Youth As Seen Through The Rose Colored Glasses of Middle Age Part 2

Lou Ganapoler.
You say, “Mr Ganapoler?” He says, “Call me Lou.”
I say, “Fall in! Hats off! Glasses high! Wipe that tear from out of your eye. Here’s to Papa Bear—Best Boss Ever.”

It’s actually possible that someone didn’t like him, but it ain’t bloody likely. If you didn’t like Uncle Lou, you probably didn’t like dogs or children either, and you were gonna need a lot of help in your particular pursuit of happiness.
I remember when I was still on the dirty side of the dish room, he stopped and peered through that forest of glassware on the top shelf, and asked me if I’d gotten a raise yet. Sure, I was a really hard worker, but I’d only been there for two weeks, so I wasn’t even wondering when I’d get a raise. “Well, you’ve got one now,” was all he said. And sure enough, there it was in the next little brown envelope. (when’s the last time you saw one of those?)
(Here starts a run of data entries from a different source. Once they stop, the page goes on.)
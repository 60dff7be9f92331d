//! Strongly-typed identifiers for domain entities

use serde::{Deserialize, Serialize};
use uuid::Uuid;

/// Identifier of a generated quest.
#[derive(Debug, Clone, Copy, PartialEq, Eq, Hash, Serialize, Deserialize)]
pub struct QuestId(Uuid);

impl QuestId {
    pub fn new() -> Self {
        Self(Uuid::new_v4())
    }

    pub fn from_uuid(uuid: Uuid) -> Self {
        Self(uuid)
    }
}

impl Default for QuestId {
    fn default() -> Self {
        Self::new()
    }
}

impl std::fmt::Display for QuestId {
    fn fmt(&self, f: &mut std::fmt::Formatter<'_>) -> std::fmt::Result {
        write!(f, "{}", self.0)
    }
}

impl From<Uuid> for QuestId {
    fn from(uuid: Uuid) -> Self {
        Self(uuid)
    }
}

impl From<QuestId> for Uuid {
    fn from(id: QuestId) -> Uuid {
        id.0
    }
}

/// Identifier of a saved quest template.
#[derive(Debug, Clone, Copy, PartialEq, Eq, Hash, Serialize, Deserialize)]
pub struct TemplateId(Uuid);

impl TemplateId {
    pub fn new() -> Self {
        Self(Uuid::new_v4())
    }

    pub fn from_uuid(uuid: Uuid) -> Self {
        Self(uuid)
    }
}

impl Default for TemplateId {
    fn default() -> Self {
        Self::new()
    }
}

impl std::fmt::Display for TemplateId {
    fn fmt(&self, f: &mut std::fmt::Formatter<'_>) -> std::fmt::Result {
        write!(f, "{}", self.0)
    }
}

impl From<Uuid> for TemplateId {
    fn from(uuid: Uuid) -> Self {
        Self(uuid)
    }
}

impl From<TemplateId> for Uuid {
    fn from(id: TemplateId) -> Uuid {
        id.0
    }
}

#[cfg(test)]
mod tests {
    use super::*;

    #[test]
    fn quest_ids_are_unique() {
        assert_ne!(QuestId::new(), QuestId::new());
    }

    #[test]
    fn quest_id_serializes_as_plain_uuid_string() {
        let id = QuestId::new();
        let json = serde_json::to_string(&id).unwrap();
        assert_eq!(json, format!("\"{}\"", id));
    }

    #[test]
    fn quest_id_round_trips_through_uuid() {
        let id = QuestId::new();
        let uuid: Uuid = id.into();
        assert_eq!(QuestId::from_uuid(uuid), id);
    }
}
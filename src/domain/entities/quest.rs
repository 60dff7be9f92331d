//! Quest entity - one generated quest plus its type-specific payload
//!
//! Quests serialize with camelCase keys and the type tag inline in the
//! top-level object, so saved libraries and exports from earlier versions
//! of the tool load unchanged.

use chrono::{DateTime, Utc};
use serde::{Deserialize, Serialize};

use crate::domain::value_objects::{
    Difficulty, GenerationParams, QuestId, QuestLength, QuestType, RewardType, TemplateId,
};

/// A generated quest.
#[derive(Debug, Clone, Serialize, Deserialize)]
#[serde(rename_all = "camelCase")]
pub struct Quest {
    pub id: QuestId,
    pub title: String,
    pub difficulty: Difficulty,
    pub length: QuestLength,
    pub description: String,
    pub primary_objective: String,
    /// Omitted entirely when generation was asked to skip them.
    #[serde(skip_serializing_if = "Option::is_none")]
    pub secondary_objectives: Option<Vec<String>>,
    /// Which composition path produced this quest.
    pub is_advanced: bool,
    /// The noun the title was built around.
    pub main_element: String,
    #[serde(default)]
    pub rewards: Vec<RewardType>,
    #[serde(default)]
    pub complications: Vec<String>,
    #[serde(default)]
    pub estimated_duration: String,
    pub created_at: DateTime<Utc>,
    /// Type tag plus per-type fields, flattened into the quest object.
    #[serde(flatten)]
    pub details: QuestDetails,
}

impl Quest {
    pub fn quest_type(&self) -> QuestType {
        self.details.quest_type()
    }

    /// Copy under a fresh identity. The title is marked and the creation
    /// timestamp reset; everything else carries over.
    pub fn duplicated(&self) -> Quest {
        Quest {
            id: QuestId::new(),
            title: format!("{} (Copy)", self.title),
            created_at: Utc::now(),
            ..self.clone()
        }
    }
}

/// Type-specific quest fields. The serde tag doubles as the quest type,
/// so a record's tag and its field shape cannot disagree.
///
/// Types composed by the generic advanced path carry no extra fields.
#[derive(Debug, Clone, PartialEq, Serialize, Deserialize)]
#[serde(tag = "type")]
pub enum QuestDetails {
    #[serde(rename = "Kill Quest")]
    Kill { creature: String, count: u32 },
    #[serde(rename = "Collection Quest")]
    Collection {
        item: String,
        count: u32,
        location: String,
    },
    #[serde(rename = "Delivery Quest", rename_all = "camelCase")]
    Delivery {
        item: String,
        from_npc: String,
        to_location: String,
    },
    #[serde(rename = "Escort Quest")]
    Escort { npc: String, destination: String },
    #[serde(rename = "Exploration Quest")]
    Exploration { location: String },
    #[serde(rename = "Mystery/Investigation", rename_all = "camelCase")]
    Mystery {
        location: String,
        mystery_npc: String,
    },
    #[serde(rename = "Survival Challenge")]
    Survival { location: String, duration: u32 },
    #[serde(rename = "Crafting Mission")]
    Crafting {},
    #[serde(rename = "Diplomacy Quest")]
    Diplomacy {},
    #[serde(rename = "Multi-stage Chain")]
    Chain {},
    #[serde(rename = "Rescue Mission")]
    Rescue {
        npc: String,
        location: String,
        captors: String,
    },
    #[serde(rename = "Siege Defense")]
    Defense {},
    #[serde(rename = "Infiltration/Stealth")]
    Stealth {},
}

impl QuestDetails {
    pub fn quest_type(&self) -> QuestType {
        match self {
            Self::Kill { .. } => QuestType::Kill,
            Self::Collection { .. } => QuestType::Collection,
            Self::Delivery { .. } => QuestType::Delivery,
            Self::Escort { .. } => QuestType::Escort,
            Self::Exploration { .. } => QuestType::Exploration,
            Self::Mystery { .. } => QuestType::Mystery,
            Self::Survival { .. } => QuestType::Survival,
            Self::Crafting {} => QuestType::Crafting,
            Self::Diplomacy {} => QuestType::Diplomacy,
            Self::Chain {} => QuestType::Chain,
            Self::Rescue { .. } => QuestType::Rescue,
            Self::Defense {} => QuestType::Defense,
            Self::Stealth {} => QuestType::Stealth,
        }
    }
}

/// A reusable generation recipe distilled from a quest.
///
/// Templates re-seed future generation with the same constraints; they do
/// not reproduce the original quest verbatim.
#[derive(Debug, Clone, Serialize, Deserialize)]
pub struct QuestTemplate {
    pub id: TemplateId,
    pub name: String,
    pub description: String,
    #[serde(rename = "type")]
    pub quest_type: QuestType,
    #[serde(rename = "template")]
    pub snapshot: TemplateSnapshot,
}

/// The slice of a quest a template remembers.
#[derive(Debug, Clone, Serialize, Deserialize)]
#[serde(rename_all = "camelCase")]
pub struct TemplateSnapshot {
    #[serde(rename = "type")]
    pub quest_type: QuestType,
    pub difficulty: Difficulty,
    pub length: QuestLength,
    pub description: String,
    pub primary_objective: String,
    #[serde(skip_serializing_if = "Option::is_none")]
    pub secondary_objectives: Option<Vec<String>>,
    pub is_advanced: bool,
}

impl QuestTemplate {
    /// Distill a template from `quest`.
    pub fn from_quest(quest: &Quest, name: impl Into<String>, description: impl Into<String>) -> Self {
        Self {
            id: TemplateId::new(),
            name: name.into(),
            description: description.into(),
            quest_type: quest.quest_type(),
            snapshot: TemplateSnapshot {
                quest_type: quest.quest_type(),
                difficulty: quest.difficulty,
                length: quest.length,
                description: quest.description.clone(),
                primary_objective: quest.primary_objective.clone(),
                secondary_objectives: quest.secondary_objectives.clone(),
                is_advanced: quest.is_advanced,
            },
        }
    }

    /// Generation constraints this template re-seeds. The complication and
    /// secondary-objective switches stay with the caller's current
    /// preferences rather than the snapshot.
    pub fn generation_params(
        &self,
        include_complications: bool,
        include_secondary_objectives: bool,
    ) -> GenerationParams {
        GenerationParams::default()
            .with_quest_type(self.quest_type)
            .with_difficulty(self.snapshot.difficulty)
            .with_length(self.snapshot.length)
            .with_complications(include_complications)
            .with_secondary_objectives(include_secondary_objectives)
    }
}
//! Application layer - Use cases and boundary contracts
//!
//! This layer contains:
//! - Services: Quest generation and library orchestration
//! - Ports: Interfaces the application requires from the outside
//! - DTOs: Interchange document shapes

pub mod dto;
pub mod ports;
pub mod services;
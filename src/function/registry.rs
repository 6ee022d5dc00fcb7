//! Name-to-factory registry consulted by the planner.

use super::{builtin, Function};
use dashmap::DashMap;
use std::sync::Arc;
use thiserror::Error;

/// Produces a fresh, uninitialized function instance
pub type FunctionFactory = Arc<dyn Fn() -> Box<dyn Function> + Send + Sync>;

#[derive(Error, Debug, Clone, PartialEq, Eq)]
pub enum RegistryError {
    #[error("unsupported function: {0}")]
    NotFound(String),
}

/// Registry of scalar functions keyed by lowercase name.
///
/// Registration normally happens once during setup; lookups happen only while
/// planning. The map is concurrent so a registry can sit behind an `Arc` and
/// still accept registrations.
#[derive(Default)]
pub struct FunctionRegistry {
    factories: DashMap<String, FunctionFactory>,
}

impl FunctionRegistry {
    /// Create an empty registry
    pub fn new() -> Self {
        Self::default()
    }

    /// Create a registry holding the built-in functions
    pub fn with_builtins() -> Self {
        let registry = Self::new();
        builtin::register_builtins(&registry);
        registry
    }

    /// Register a factory under `name`, replacing any previous entry
    pub fn register<F>(&self, name: &str, factory: F)
    where
        F: Fn() -> Box<dyn Function> + Send + Sync + 'static,
    {
        let key = name.to_lowercase();
        if self.factories.insert(key.clone(), Arc::new(factory)).is_some() {
            log::warn!("function {} re-registered, previous factory replaced", key);
        }
    }

    /// Instantiate the function registered under `name` (case-insensitive)
    pub fn resolve(&self, name: &str) -> Result<Box<dyn Function>, RegistryError> {
        let key = name.to_lowercase();
        // Clone the factory out so the shard lock is not held while it runs
        let factory = self
            .factories
            .get(&key)
            .map(|entry| Arc::clone(entry.value()))
            .ok_or(RegistryError::NotFound(key))?;
        Ok(factory())
    }

    pub fn contains(&self, name: &str) -> bool {
        self.factories.contains_key(&name.to_lowercase())
    }

    /// Registered names, sorted
    pub fn names(&self) -> Vec<String> {
        let mut names: Vec<String> = self.factories.iter().map(|e| e.key().clone()).collect();
        names.sort();
        names
    }

    pub fn len(&self) -> usize {
        self.factories.len()
    }

    pub fn is_empty(&self) -> bool {
        self.factories.is_empty()
    }
}
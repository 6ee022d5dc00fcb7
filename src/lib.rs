pub mod config;
pub mod executor;
pub mod expression;
pub mod function;
pub mod planner;
pub mod processor;
pub mod record;

pub use config::EngineConfig;
pub use processor::{Outcome, SqlProcessor};
pub use record::Record;
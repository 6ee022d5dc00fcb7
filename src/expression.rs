//! Compiled expression model and its evaluation.
//!
//! This module provides:
//! - The closed expression tree produced by the planner
//! - Comparator tags and LIKE pattern translation
//! - Compile-time and per-record error types
//! - Evaluation of expressions against a record

pub mod error;
pub mod eval;
pub mod expr;
pub mod operator;
pub mod pattern;

pub use error::{CompileError, CompileResult, EvalError, EvalResult};
pub use eval::RecordEvaluator;
pub use expr::{Case, Comparator, Condition, Expression, ExpressionKind, Field, FunctionCall, Plan};
pub use operator::CompareOp;
pub use pattern::{is_zero_value, like_to_regex};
For some reason (that actually made a lot of business sense) Frank and Lou encouraged individuality, and even a little eccentricity, in their employees. The Monday I first went in for an interview I was wearing a beard, hiking boots, tights, and a big poncho. Nothing else. They took my picture, like they did everybody’s, and said that they’d let me know. It was almost like an audition, and they were looking for interesting characters to play parts in that slightly skewed little movie they were always making. And just like Easy Rider, they made a lot of money.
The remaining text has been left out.